This article currently doesn’t use Sand. It probably should in some form. Batnitzky’s thought provoking work is not a counterpoint to Sand; there is no contradiction at the core, because she also believes - from a different angle - that modern nationalism significantly changed what it means to be a Jew. Onceinawhile (talk) 19:12, 19 September 2023 (UTC)
Judaism predates religion. The concept of religion, is not that old, relatively. Drsmoo (talk) 19:25, 19 September 2023 (UTC)
Yes, that is one of the points made by Batnitzky. Andre🚐 19:28, 19 September 2023 (UTC)

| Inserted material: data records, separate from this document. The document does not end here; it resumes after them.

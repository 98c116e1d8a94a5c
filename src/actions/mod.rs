//! File actions module.
//!
//! The only action is permanent deletion of duplicates, run concurrently on a
//! bounded rayon pool once the caller has confirmed it.
//!
//! ```no_run
//! use dupclean::actions::{delete_all, DeleteConfig};
//! use dupclean::progress::LogReporter;
//!
//! let report = delete_all(&[], false, &DeleteConfig::default(), &LogReporter);
//! assert!(report.outcomes.is_empty());
//! ```

pub mod delete;

// Re-export commonly used types
pub use delete::{delete_all, DeleteConfig, DeletionError, DeletionOutcome, DeletionReport};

Yep, that is the central point in her book. Of course the pre-modern all-encompassing “Jewish life” that she describes is quite right when considered in discrete regions (her book is very European-focused). In practice it is not possible to draw meaningful threads through the worldwide pre-modern Jewish communities without giving a name to the commonalities they shared - since books / manuscripts were the only long-distance media of the time, these commonalities were the Bible and Rabbinic books.
Onceinawhile (talk) 20:15, 19 September 2023 (UTC)
I think her point is that for many people, especially poor and pre-modern, "Jewish" was the answer to every meaningful question of political, economic, social, cultural, etc., and "religion" wasn't a separate thing, whereas at some point, there arose a tension between assimilating into secular society, and one's religious life or obligations. Today, most people just have a religion as an afterthought, like a sports team that they are a fan of or something, but for most people in history, it was pretty all-consuming. Which is why I really think that Jewish identity is something that existed in a very well-defined way long before either the establishment of Israel or the Holocaust, and sure those two events are quite significant, but not defining. Andre🚐 20:56, 19 September 2023 (UTC)
I agree. Of course, as Batnitzky explains, pre-modern local Jewish communal identities were very different to what we conceive Jewish identity to be today. Onceinawhile (talk) 21:12, 19 September 2023 (UTC)
Indeed, but there were many similarities as well. Sholem Aleichem published his first stories in Yiddish in 1883. That is where Fiddler on the Roof comes from, which was recently performed on-and-off-Broadway in NYC in Yiddish and English. That is Jewish identity, and nothing to do with nationalism and Zionism - in fact predates Zionism and survives authentically today. Andre🚐 23:05, 19 September 2023 (UTC)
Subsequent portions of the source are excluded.